(Your assignment)
Select and copy out every line in the records containing "invalid".

Stored data:
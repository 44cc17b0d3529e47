// src/context/registry.rs

//! Type-indexed registry of action contexts.
//!
//! A capability is identified by its type, usually a trait object such as
//! `dyn SpawnActionContext`. Each capability has at most one implementation
//! per build. Bindings are collected under a mutex while the registry is
//! open; `seal` moves them into a `OnceLock`, after which lookups are plain
//! reads of an immutable map.

use std::any::{Any, TypeId, type_name};
use std::collections::HashMap;
use std::collections::hash_map::Entry;
use std::sync::{Arc, Mutex, MutexGuard, OnceLock, PoisonError};

use tracing::{debug, error, info};

use crate::errors::{DispatchError, Result};

/// Marker for capabilities that can be looked up through the executor.
///
/// Capability traits extend this one; implementations opt in with an empty
/// `impl ActionContext for MyStrategy {}`.
pub trait ActionContext: Send + Sync + 'static {}

struct Binding {
    capability: &'static str,
    // Always an `Arc<C>` for the `C` whose `TypeId` keys this binding.
    implementation: Box<dyn Any + Send + Sync>,
}

type Bindings = HashMap<TypeId, Binding>;

#[derive(Default)]
pub struct ContextRegistry {
    pending: Mutex<Bindings>,
    sealed: OnceLock<Bindings>,
}

impl ContextRegistry {
    pub fn new() -> Self {
        Self::default()
    }

    /// Bind `implementation` as the sole provider of capability `C`.
    pub fn register<C>(&self, implementation: Arc<C>) -> Result<()>
    where
        C: ActionContext + ?Sized,
    {
        let capability = type_name::<C>();
        let mut pending = self.lock_pending();
        if self.sealed.get().is_some() {
            return Err(DispatchError::RegistrySealed(capability.to_string()));
        }

        match pending.entry(TypeId::of::<C>()) {
            Entry::Occupied(_) => Err(DispatchError::DuplicateBinding(capability.to_string())),
            Entry::Vacant(slot) => {
                slot.insert(Binding {
                    capability,
                    implementation: Box::new(implementation),
                });
                debug!(capability, "bound action context");
                Ok(())
            }
        }
    }

    /// Bind `implementation` unless `C` already has a binding.
    ///
    /// Returns whether the binding was added.
    pub(crate) fn register_if_absent<C>(&self, implementation: Arc<C>) -> Result<bool>
    where
        C: ActionContext + ?Sized,
    {
        match self.register(implementation) {
            Ok(()) => Ok(true),
            Err(DispatchError::DuplicateBinding(_)) => Ok(false),
            Err(e) => Err(e),
        }
    }

    /// Freeze the bindings. No registration is accepted afterwards.
    pub fn seal(&self) -> Result<()> {
        let mut pending = self.lock_pending();
        let bindings = std::mem::take(&mut *pending);
        let count = bindings.len();

        self.sealed
            .set(bindings)
            .map_err(|_| DispatchError::RegistrySealed("action context registry".to_string()))?;

        info!(contexts = count, "action context registry sealed");
        Ok(())
    }

    pub fn is_sealed(&self) -> bool {
        self.sealed.get().is_some()
    }

    /// Return the implementation bound to capability `C`.
    ///
    /// A miss means some module expected a capability that nobody provided;
    /// that is a broken executor assembly and the error should abort the
    /// build.
    pub fn lookup<C>(&self) -> Result<Arc<C>>
    where
        C: ActionContext + ?Sized,
    {
        let capability = type_name::<C>();
        let bindings = self
            .sealed
            .get()
            .ok_or_else(|| DispatchError::NotSealed(capability.to_string()))?;

        bindings
            .get(&TypeId::of::<C>())
            .and_then(|binding| binding.implementation.downcast_ref::<Arc<C>>())
            .cloned()
            .ok_or_else(|| {
                error!(capability, "no action context bound for capability");
                DispatchError::UnboundCapability(capability.to_string())
            })
    }

    /// Names of all bound capabilities, sorted. Empty while open.
    pub fn capabilities(&self) -> Vec<&'static str> {
        let mut names: Vec<&'static str> = self
            .sealed
            .get()
            .map(|bindings| bindings.values().map(|b| b.capability).collect())
            .unwrap_or_default();
        names.sort_unstable();
        names
    }

    fn lock_pending(&self) -> MutexGuard<'_, Bindings> {
        self.pending.lock().unwrap_or_else(PoisonError::into_inner)
    }
}
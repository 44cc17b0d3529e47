// src/config/mod.rs

//! Options file handling.
//!
//! - [`model`] holds the raw TOML shape and the validated `ExecutionOptions`.
//! - [`validate`] turns one into the other.
//! - [`loader`] reads files from disk.

pub mod loader;
pub mod model;
pub mod validate;

pub use loader::{DEFAULT_CONFIG_FILE, load_and_validate, load_from_path, parse_and_validate};
pub use model::{ExecutionOptions, ExecutionSection, RawOptionsFile, StrategySelection};
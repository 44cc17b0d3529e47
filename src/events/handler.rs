// src/events/handler.rs

use tracing::{debug, error, info, warn};

use super::event::{Event, EventKind};

/// Receiver for human-readable build events.
///
/// Implementations must tolerate concurrent delivery from many action
/// threads.
pub trait EventHandler: Send + Sync {
    fn handle(&self, event: Event);
}

/// Production handler that forwards events to `tracing`.
#[derive(Debug, Clone, Copy, Default)]
pub struct TracingEventHandler;

impl EventHandler for TracingEventHandler {
    fn handle(&self, event: Event) {
        match event.kind {
            EventKind::Error => error!(target: "exec_dispatch::events", "{}", event.message),
            EventKind::Warning => warn!(target: "exec_dispatch::events", "{}", event.message),
            EventKind::Info | EventKind::Subcommand => {
                info!(target: "exec_dispatch::events", kind = %event.kind, "{}", event.message)
            }
            EventKind::Progress => debug!(target: "exec_dispatch::events", "{}", event.message),
        }
    }
}
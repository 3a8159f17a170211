//! Wire protocol implementations
//!
//! Currently supports the MySQL protocol over Unix sockets.

pub mod mysql;

pub use mysql::{auth, MySqlConnection};
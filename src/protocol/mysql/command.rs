//! Command-phase packet decoding
//!
//! Only the commands a test client sends are decoded. Any other command
//! byte comes back as `Unsupported` and is answered with an error.

use super::error::{ProtocolError, ProtocolResult};

const COM_QUIT: u8 = 0x01;
const COM_INIT_DB: u8 = 0x02;
const COM_QUERY: u8 = 0x03;
const COM_PING: u8 = 0x0e;
const COM_STMT_PREPARE: u8 = 0x16;
const COM_STMT_CLOSE: u8 = 0x19;
const COM_RESET_CONNECTION: u8 = 0x1f;

#[derive(Debug)]
pub enum ParsedCommand {
    Quit,
    InitDb(String),
    Query(String),
    Ping,
    /// Prepared statements are rejected
    StmtPrepare,
    /// Gets no reply
    StmtClose,
    ResetConnection,
    Unsupported(u8),
}

pub fn parse_command(packet: &[u8]) -> ProtocolResult<ParsedCommand> {
    let (&code, payload) = packet
        .split_first()
        .ok_or_else(|| ProtocolError::invalid("empty command packet"))?;

    Ok(match code {
        COM_QUIT => ParsedCommand::Quit,
        COM_INIT_DB => ParsedCommand::InitDb(text(payload, "database name")?),
        COM_QUERY => ParsedCommand::Query(text(payload, "query")?),
        COM_PING => ParsedCommand::Ping,
        COM_STMT_PREPARE => ParsedCommand::StmtPrepare,
        COM_STMT_CLOSE => ParsedCommand::StmtClose,
        COM_RESET_CONNECTION => ParsedCommand::ResetConnection,
        other => ParsedCommand::Unsupported(other),
    })
}

fn text(payload: &[u8], what: &str) -> ProtocolResult<String> {
    std::str::from_utf8(payload)
        .map(str::to_owned)
        .map_err(|_| ProtocolError::invalid(format!("{} is not UTF-8", what)))
}

#[cfg(test)]
mod tests {
    use super::*;

    #[test]
    fn test_payload_commands() {
        match parse_command(b"\x03SELECT 1").unwrap() {
            ParsedCommand::Query(sql) => assert_eq!(sql, "SELECT 1"),
            other => panic!("expected Query, got {:?}", other),
        }
        match parse_command(b"\x02school").unwrap() {
            ParsedCommand::InitDb(db) => assert_eq!(db, "school"),
            other => panic!("expected InitDb, got {:?}", other),
        }
        assert!(parse_command(b"\x03\xff\xfe").is_err());
    }

    #[test]
    fn test_bare_commands() {
        assert!(matches!(parse_command(&[0x01]).unwrap(), ParsedCommand::Quit));
        assert!(matches!(parse_command(&[0x0e]).unwrap(), ParsedCommand::Ping));
        assert!(matches!(
            parse_command(&[0x19, 1, 0, 0, 0]).unwrap(),
            ParsedCommand::StmtClose
        ));
    }

    #[test]
    fn test_unknown_commands() {
        assert!(matches!(
            parse_command(&[0x11]).unwrap(),
            ParsedCommand::Unsupported(0x11)
        ));
        assert!(matches!(
            parse_command(&[0xff]).unwrap(),
            ParsedCommand::Unsupported(0xff)
        ));
        assert!(parse_command(&[]).is_err());
    }
}
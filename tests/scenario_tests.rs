//! End-to-end scenarios through a real client
//!
//! Privileges, table maintenance, unique keys, timestamps and scripts.

mod test_utils;

use std::io::Write;

use chrono::{NaiveDateTime, Utc};
use memdb::{
    drop_all_tables, exec_file, exec_sql, is_access_denied_error, is_already_exists_error,
    is_duplicate_entry_error, list_tables, truncate_all_tables, Error, Principal,
};
use mysql_async::prelude::*;
use serial_test::serial;

use test_utils::TestServer;

const STUDENT_SCHEMA: &str = "CREATE TABLE students (
    id BIGINT NOT NULL AUTO_INCREMENT PRIMARY KEY,
    student_number VARCHAR(32) NOT NULL,
    name VARCHAR(64) NOT NULL,
    age INT,
    created_at TIMESTAMP DEFAULT CURRENT_TIMESTAMP,
    UNIQUE KEY uk_student_number (student_number)
)";

async fn read_created_at(conn: &mut mysql_async::Conn) -> NaiveDateTime {
    let text: Option<String> = conn
        .query_first("SELECT created_at FROM students")
        .await
        .unwrap();
    NaiveDateTime::parse_from_str(&text.unwrap(), "%Y-%m-%d %H:%M:%S").unwrap()
}

#[tokio::test]
#[serial]
async fn test_student_scenario() {
    let server = TestServer::start().await;
    let mut conn = server.admin("test").await;
    conn.query_drop(STUDENT_SCHEMA).await.unwrap();

    conn.query_drop(
        "INSERT INTO students (student_number, name, age) VALUES ('10086', 'ZhangSan', 18)",
    )
    .await
    .unwrap();

    let name: Option<String> = conn
        .query_first("SELECT name FROM students WHERE student_number = '10086'")
        .await
        .unwrap();
    assert_eq!(name.as_deref(), Some("ZhangSan"));

    truncate_all_tables(&mut conn).await.unwrap();

    let name: Option<String> = conn
        .query_first("SELECT name FROM students WHERE student_number = '10086'")
        .await
        .unwrap();
    assert_eq!(name, None);

    drop(conn);
    server.shutdown().await;
}

#[tokio::test]
#[serial]
async fn test_readonly_cannot_write() {
    let server = TestServer::start().await;
    let mut admin = server.admin("test").await;
    admin.query_drop(STUDENT_SCHEMA).await.unwrap();
    admin
        .query_drop("INSERT INTO students (student_number, name, age) VALUES ('1', 'a', 1)")
        .await
        .unwrap();

    let mut ro = server.readonly("test").await;
    let count: Option<i64> = ro
        .query_first("SELECT COUNT(*) FROM students")
        .await
        .unwrap();
    assert_eq!(count, Some(1));

    for sql in [
        "INSERT INTO students (student_number, name, age) VALUES ('2', 'b', 2)",
        "UPDATE students SET age = 3",
        "DELETE FROM students",
        "CREATE TABLE other (id INT)",
    ] {
        let err: Error = ro.query_drop(sql).await.unwrap_err().into();
        assert!(is_access_denied_error(&err), "{}: {}", sql, err);
    }

    let count: Option<i64> = admin
        .query_first("SELECT COUNT(*) FROM students")
        .await
        .unwrap();
    assert_eq!(count, Some(1));

    drop(admin);
    drop(ro);
    server.shutdown().await;
}

#[tokio::test]
#[serial]
async fn test_wrong_password_rejected() {
    let server = TestServer::start().await;
    let mut dsn = server.manager.dsn(Principal::ReadOnly, "");
    dsn.password = "wrong".to_string();

    let err = memdb::connection::connect_with(&dsn, 1, std::time::Duration::from_millis(1))
        .await
        .unwrap_err();
    assert_eq!(err.server_code(), Some(1045));

    server.shutdown().await;
}

#[tokio::test]
#[serial]
async fn test_clear_and_drop() {
    let server = TestServer::start().await;
    let mut conn = server.admin("test").await;

    exec_sql(
        &mut conn,
        "CREATE TABLE a (id INT PRIMARY KEY); \
         CREATE TABLE b (id INT PRIMARY KEY, note TEXT); \
         INSERT INTO a VALUES (1), (2), (3); \
         INSERT INTO b VALUES (1, 'x'), (2, 'y');",
    )
    .await
    .unwrap();
    assert_eq!(list_tables(&mut conn).await.unwrap(), vec!["a", "b"]);

    truncate_all_tables(&mut conn).await.unwrap();
    assert_eq!(list_tables(&mut conn).await.unwrap(), vec!["a", "b"]);
    for table in ["a", "b"] {
        let count: Option<i64> = conn
            .query_first(format!("SELECT COUNT(*) FROM {}", table))
            .await
            .unwrap();
        assert_eq!(count, Some(0), "table {}", table);
    }

    drop_all_tables(&mut conn).await.unwrap();
    assert!(list_tables(&mut conn).await.unwrap().is_empty());

    // nothing left to drop
    drop_all_tables(&mut conn).await.unwrap();

    drop(conn);
    server.shutdown().await;
}

#[tokio::test]
#[serial]
async fn test_duplicate_key_before_and_after_clear() {
    let server = TestServer::start().await;
    let mut conn = server.admin("test").await;
    conn.query_drop(STUDENT_SCHEMA).await.unwrap();

    let insert = "INSERT INTO students (student_number, name, age) VALUES ('10086', 'ZhangSan', 18)";
    exec_sql(&mut conn, insert).await.unwrap();

    let err = exec_sql(&mut conn, insert).await.unwrap_err();
    assert!(is_duplicate_entry_error(&err), "{}", err);

    truncate_all_tables(&mut conn).await.unwrap();
    exec_sql(&mut conn, insert).await.unwrap();

    let err = exec_sql(&mut conn, "CREATE TABLE students (id INT)")
        .await
        .unwrap_err();
    assert!(is_already_exists_error(&err), "{}", err);

    drop(conn);
    server.shutdown().await;
}

#[tokio::test]
#[serial]
async fn test_timestamps_are_utc() {
    let server = TestServer::start().await;
    let mut conn = server.admin("test").await;
    conn.query_drop(STUDENT_SCHEMA).await.unwrap();
    conn.query_drop("INSERT INTO students (student_number, name) VALUES ('1', 'a')")
        .await
        .unwrap();

    let zone: Option<String> = conn.query_first("SELECT @@time_zone").await.unwrap();
    assert_eq!(zone.as_deref(), Some("UTC"));
    let global_zone: Option<String> = conn
        .query_first("SELECT @@global.time_zone")
        .await
        .unwrap();
    assert_eq!(global_zone.as_deref(), Some("UTC"));

    let created = read_created_at(&mut conn).await;
    let drift = (Utc::now().naive_utc() - created).num_seconds().abs();
    assert!(drift < 60, "created_at {} is not UTC", created);

    // a client in another zone sees the same instant shifted
    conn.query_drop("SET time_zone = '+08:00'").await.unwrap();
    let shifted = read_created_at(&mut conn).await;
    assert_eq!(
        (shifted - created).num_hours(),
        8,
        "session zone not applied"
    );

    drop(conn);
    server.shutdown().await;
}

#[tokio::test]
#[serial]
async fn test_exec_file() {
    let server = TestServer::start().await;
    let mut conn = server.admin("").await;

    let path = server.dir().path().join("fixture.sql");
    let mut file = std::fs::File::create(&path).unwrap();
    writeln!(file, "CREATE DATABASE school;").unwrap();
    writeln!(file, "USE school;").unwrap();
    writeln!(file, "{};", STUDENT_SCHEMA).unwrap();
    writeln!(
        file,
        "INSERT INTO students (student_number, name, age) VALUES ('1', 'a', 10), ('2', 'b', 11);"
    )
    .unwrap();
    drop(file);

    exec_file(&mut conn, &path).await.unwrap();

    let mut conn = server.admin("school").await;
    let names: Vec<String> = conn
        .query("SELECT name FROM students ORDER BY student_number")
        .await
        .unwrap();
    assert_eq!(names, vec!["a", "b"]);

    let missing = exec_file(&mut conn, server.dir().path().join("absent.sql")).await;
    assert!(matches!(missing, Err(Error::Io(_))));

    drop(conn);
    server.shutdown().await;
}

#[tokio::test]
#[serial]
async fn test_auto_increment_ids() {
    let server = TestServer::start().await;
    let mut conn = server.admin("test").await;
    conn.query_drop(STUDENT_SCHEMA).await.unwrap();

    conn.query_drop("INSERT INTO students (student_number, name) VALUES ('1', 'a')")
        .await
        .unwrap();
    assert_eq!(conn.last_insert_id(), Some(1));
    conn.query_drop("INSERT INTO students (student_number, name) VALUES ('2', 'b')")
        .await
        .unwrap();
    assert_eq!(conn.last_insert_id(), Some(2));

    conn.query_drop("UPDATE students SET age = 20 WHERE id = 2")
        .await
        .unwrap();
    assert_eq!(conn.affected_rows(), 1);

    drop(conn);
    server.shutdown().await;
}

(Solved problem)
        .ok_or_else(|| ProtocolError::invalid("empty command packet"))?;
        .map_err(|_| ProtocolError::invalid(format!("{} is not UTF-8", what)))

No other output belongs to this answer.